BEGIN

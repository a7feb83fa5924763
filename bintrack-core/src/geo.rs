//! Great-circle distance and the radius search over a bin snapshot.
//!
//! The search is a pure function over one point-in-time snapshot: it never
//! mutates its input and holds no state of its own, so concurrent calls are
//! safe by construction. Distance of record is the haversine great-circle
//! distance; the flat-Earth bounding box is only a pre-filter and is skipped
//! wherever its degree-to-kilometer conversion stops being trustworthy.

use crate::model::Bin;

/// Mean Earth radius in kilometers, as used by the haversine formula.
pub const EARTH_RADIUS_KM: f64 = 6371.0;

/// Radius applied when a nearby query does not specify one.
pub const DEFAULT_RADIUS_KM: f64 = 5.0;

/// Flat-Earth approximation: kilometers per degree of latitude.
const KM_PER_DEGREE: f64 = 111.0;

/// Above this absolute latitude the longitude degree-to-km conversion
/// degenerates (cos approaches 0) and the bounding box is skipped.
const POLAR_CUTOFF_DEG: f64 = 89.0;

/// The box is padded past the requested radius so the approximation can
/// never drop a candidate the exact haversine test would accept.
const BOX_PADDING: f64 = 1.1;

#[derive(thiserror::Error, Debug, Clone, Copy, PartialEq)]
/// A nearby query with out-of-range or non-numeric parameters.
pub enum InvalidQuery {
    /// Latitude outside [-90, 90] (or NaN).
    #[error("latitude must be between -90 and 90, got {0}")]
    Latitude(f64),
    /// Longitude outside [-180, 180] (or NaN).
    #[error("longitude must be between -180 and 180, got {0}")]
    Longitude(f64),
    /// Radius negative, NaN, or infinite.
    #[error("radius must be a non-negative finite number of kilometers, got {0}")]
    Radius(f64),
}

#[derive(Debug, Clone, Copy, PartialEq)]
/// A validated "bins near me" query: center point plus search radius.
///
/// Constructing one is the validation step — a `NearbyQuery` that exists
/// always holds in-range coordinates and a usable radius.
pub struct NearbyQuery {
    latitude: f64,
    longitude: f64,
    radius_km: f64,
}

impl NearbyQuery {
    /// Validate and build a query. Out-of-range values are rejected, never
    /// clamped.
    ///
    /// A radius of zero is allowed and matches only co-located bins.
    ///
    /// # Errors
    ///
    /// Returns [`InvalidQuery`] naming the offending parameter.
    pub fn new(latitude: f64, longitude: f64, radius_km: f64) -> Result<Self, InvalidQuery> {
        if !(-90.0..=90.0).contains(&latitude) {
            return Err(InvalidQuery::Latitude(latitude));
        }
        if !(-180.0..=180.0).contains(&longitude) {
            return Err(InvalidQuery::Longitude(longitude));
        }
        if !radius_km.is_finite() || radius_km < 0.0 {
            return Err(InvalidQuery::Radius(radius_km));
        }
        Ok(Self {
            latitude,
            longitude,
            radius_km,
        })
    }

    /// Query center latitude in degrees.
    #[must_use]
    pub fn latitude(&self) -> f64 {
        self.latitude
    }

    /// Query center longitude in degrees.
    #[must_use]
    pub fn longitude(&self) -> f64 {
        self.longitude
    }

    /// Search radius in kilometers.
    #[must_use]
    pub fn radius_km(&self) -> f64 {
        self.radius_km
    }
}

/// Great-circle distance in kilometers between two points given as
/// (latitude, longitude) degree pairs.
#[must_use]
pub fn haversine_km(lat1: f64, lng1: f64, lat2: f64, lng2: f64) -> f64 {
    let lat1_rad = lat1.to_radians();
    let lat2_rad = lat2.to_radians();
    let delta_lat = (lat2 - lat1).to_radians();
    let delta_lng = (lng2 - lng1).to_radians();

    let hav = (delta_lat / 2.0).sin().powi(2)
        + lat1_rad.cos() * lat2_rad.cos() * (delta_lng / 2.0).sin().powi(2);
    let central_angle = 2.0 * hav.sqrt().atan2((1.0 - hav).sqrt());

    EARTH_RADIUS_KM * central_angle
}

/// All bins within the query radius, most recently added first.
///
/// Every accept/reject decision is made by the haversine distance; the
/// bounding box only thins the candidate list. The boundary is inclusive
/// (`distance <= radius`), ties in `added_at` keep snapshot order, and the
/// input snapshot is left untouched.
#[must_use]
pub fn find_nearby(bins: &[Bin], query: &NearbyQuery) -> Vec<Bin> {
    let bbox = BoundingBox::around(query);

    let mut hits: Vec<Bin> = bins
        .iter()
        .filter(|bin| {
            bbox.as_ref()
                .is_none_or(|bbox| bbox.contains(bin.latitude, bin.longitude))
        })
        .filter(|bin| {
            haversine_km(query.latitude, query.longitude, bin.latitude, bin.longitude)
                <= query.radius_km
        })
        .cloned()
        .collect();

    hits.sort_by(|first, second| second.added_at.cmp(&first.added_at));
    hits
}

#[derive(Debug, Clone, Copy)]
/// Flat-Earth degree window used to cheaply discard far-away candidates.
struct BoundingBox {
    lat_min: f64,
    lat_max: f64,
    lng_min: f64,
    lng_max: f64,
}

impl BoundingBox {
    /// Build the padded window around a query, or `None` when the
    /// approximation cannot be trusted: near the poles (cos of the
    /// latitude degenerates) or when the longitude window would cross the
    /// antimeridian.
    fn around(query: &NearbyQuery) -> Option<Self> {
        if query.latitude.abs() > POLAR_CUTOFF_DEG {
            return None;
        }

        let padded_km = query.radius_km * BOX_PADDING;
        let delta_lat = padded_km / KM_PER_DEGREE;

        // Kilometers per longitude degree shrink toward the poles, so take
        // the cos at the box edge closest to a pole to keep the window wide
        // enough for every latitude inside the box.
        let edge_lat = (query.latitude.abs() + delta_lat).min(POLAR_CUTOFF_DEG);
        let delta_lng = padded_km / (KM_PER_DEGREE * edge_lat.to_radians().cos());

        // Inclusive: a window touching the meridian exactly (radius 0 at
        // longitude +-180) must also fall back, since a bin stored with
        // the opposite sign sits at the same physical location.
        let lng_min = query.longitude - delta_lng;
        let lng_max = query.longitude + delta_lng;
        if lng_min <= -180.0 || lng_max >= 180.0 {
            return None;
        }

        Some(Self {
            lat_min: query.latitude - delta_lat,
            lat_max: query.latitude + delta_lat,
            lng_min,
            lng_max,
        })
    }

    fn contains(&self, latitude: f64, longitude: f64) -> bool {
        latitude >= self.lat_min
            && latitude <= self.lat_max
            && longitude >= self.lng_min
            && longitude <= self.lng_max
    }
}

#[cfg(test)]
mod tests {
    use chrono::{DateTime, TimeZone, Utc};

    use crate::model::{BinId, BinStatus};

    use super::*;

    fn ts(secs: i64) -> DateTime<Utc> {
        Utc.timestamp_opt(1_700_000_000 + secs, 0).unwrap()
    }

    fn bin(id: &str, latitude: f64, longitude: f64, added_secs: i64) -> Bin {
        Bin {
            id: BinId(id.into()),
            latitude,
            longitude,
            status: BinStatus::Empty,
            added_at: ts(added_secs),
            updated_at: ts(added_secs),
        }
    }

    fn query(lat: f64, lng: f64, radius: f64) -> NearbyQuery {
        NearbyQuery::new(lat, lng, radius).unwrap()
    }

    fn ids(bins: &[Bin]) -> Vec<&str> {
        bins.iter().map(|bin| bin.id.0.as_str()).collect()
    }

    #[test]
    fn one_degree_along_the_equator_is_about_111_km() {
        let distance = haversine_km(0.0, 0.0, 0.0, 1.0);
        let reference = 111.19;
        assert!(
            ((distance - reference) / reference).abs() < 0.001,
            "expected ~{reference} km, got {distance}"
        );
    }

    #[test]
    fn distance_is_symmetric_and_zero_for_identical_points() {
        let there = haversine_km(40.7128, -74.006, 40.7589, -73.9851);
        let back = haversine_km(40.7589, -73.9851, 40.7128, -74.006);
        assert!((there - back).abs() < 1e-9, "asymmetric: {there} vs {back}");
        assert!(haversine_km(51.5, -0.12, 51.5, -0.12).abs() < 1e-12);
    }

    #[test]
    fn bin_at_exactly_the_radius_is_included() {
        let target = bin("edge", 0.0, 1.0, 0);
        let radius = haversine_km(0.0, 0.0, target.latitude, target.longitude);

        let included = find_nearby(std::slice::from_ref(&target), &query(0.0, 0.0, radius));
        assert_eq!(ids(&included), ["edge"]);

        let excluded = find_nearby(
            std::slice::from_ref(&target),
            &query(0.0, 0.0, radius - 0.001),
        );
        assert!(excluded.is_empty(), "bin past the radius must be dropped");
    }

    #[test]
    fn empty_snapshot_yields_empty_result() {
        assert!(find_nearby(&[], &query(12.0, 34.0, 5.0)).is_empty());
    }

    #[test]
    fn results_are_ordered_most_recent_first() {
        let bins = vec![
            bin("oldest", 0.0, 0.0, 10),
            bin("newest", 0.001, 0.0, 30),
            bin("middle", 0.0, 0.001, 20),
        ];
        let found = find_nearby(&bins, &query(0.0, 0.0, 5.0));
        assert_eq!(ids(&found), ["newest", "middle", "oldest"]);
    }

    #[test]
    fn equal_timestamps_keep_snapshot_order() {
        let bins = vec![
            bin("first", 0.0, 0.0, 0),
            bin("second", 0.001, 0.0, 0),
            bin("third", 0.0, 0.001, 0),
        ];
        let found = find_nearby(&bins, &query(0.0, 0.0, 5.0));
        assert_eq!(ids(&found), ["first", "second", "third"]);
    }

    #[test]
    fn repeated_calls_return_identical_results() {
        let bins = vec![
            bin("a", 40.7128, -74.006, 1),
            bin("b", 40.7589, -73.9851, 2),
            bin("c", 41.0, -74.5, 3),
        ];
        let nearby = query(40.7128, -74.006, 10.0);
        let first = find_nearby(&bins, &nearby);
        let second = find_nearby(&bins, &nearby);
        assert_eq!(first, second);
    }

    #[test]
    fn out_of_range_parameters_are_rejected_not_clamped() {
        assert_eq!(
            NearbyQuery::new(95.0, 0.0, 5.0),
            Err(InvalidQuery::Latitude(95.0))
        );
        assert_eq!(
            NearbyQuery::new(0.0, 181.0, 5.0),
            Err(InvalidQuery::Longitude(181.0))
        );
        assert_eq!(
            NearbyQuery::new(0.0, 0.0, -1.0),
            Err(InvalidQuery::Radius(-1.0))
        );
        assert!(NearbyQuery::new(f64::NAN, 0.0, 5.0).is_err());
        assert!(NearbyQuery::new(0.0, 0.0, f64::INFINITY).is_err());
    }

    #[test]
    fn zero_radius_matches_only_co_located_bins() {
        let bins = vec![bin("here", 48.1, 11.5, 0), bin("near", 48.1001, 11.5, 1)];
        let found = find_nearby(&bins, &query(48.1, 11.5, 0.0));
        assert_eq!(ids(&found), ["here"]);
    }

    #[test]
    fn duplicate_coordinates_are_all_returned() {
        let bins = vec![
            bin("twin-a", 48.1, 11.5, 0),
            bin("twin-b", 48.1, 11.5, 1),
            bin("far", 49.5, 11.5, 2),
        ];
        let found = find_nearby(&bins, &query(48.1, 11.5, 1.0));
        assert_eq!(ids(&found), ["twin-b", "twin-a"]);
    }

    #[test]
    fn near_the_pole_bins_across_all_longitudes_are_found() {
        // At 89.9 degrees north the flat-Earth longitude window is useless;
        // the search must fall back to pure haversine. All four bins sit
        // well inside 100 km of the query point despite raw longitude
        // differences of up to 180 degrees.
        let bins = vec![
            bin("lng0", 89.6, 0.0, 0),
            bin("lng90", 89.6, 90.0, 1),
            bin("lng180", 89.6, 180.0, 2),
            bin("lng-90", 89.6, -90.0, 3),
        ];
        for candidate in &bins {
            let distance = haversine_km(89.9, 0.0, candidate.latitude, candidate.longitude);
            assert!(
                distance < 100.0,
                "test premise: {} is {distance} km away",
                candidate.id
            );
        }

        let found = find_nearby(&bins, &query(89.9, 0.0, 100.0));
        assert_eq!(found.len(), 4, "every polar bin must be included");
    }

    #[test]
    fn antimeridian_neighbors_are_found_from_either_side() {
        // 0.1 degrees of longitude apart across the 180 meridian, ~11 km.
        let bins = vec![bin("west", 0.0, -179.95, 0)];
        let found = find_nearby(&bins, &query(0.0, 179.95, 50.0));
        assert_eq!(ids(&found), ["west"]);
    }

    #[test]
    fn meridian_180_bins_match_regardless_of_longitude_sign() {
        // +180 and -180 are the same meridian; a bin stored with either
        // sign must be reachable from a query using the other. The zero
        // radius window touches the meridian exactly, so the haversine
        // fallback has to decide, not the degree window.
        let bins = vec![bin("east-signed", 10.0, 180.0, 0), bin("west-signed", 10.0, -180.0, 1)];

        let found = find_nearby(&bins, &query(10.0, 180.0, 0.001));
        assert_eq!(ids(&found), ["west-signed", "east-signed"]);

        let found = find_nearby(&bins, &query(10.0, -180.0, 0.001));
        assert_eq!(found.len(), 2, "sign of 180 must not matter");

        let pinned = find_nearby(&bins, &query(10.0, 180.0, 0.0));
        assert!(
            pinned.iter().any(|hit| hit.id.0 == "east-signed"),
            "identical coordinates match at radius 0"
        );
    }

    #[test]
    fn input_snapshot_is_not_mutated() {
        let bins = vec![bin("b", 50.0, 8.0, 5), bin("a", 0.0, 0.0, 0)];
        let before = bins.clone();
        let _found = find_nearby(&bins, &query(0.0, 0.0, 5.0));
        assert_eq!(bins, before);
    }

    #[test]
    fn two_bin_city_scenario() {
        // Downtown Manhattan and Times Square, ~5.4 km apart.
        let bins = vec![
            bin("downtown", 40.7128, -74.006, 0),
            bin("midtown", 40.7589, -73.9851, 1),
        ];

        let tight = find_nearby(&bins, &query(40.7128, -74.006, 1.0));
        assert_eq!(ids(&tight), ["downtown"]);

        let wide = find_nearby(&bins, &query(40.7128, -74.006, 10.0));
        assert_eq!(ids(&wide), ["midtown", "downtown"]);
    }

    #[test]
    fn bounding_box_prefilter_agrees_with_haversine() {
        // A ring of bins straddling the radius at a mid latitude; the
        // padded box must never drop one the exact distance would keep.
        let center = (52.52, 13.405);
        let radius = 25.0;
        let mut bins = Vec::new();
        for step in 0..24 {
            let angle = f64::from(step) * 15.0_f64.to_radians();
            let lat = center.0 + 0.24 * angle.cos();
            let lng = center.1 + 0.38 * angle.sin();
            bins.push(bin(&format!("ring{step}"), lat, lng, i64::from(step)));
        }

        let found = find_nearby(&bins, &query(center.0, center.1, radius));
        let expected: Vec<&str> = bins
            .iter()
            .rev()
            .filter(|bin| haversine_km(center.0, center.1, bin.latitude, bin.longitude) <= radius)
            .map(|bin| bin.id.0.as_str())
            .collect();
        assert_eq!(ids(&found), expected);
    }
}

END

• Work request
Please write out exactly the lines from the start of the data through the line that contains "pub const EARTH_RADIUS_KM: f64 = 6371.0;", both ends included, and nothing else.

• Task solution
repository a7feb83fa5924763
filename bintrack-core/src/geo.rs
//! Great-circle distance and the radius search over a bin snapshot.
//!
//! The search is a pure function over one point-in-time snapshot: it never
//! mutates its input and holds no state of its own, so concurrent calls are
//! safe by construction. Distance of record is the haversine great-circle
//! distance; the flat-Earth bounding box is only a pre-filter and is skipped
//! wherever its degree-to-kilometer conversion stops being trustworthy.

use crate::model::Bin;

/// Mean Earth radius in kilometers, as used by the haversine formula.
pub const EARTH_RADIUS_KM: f64 = 6371.0;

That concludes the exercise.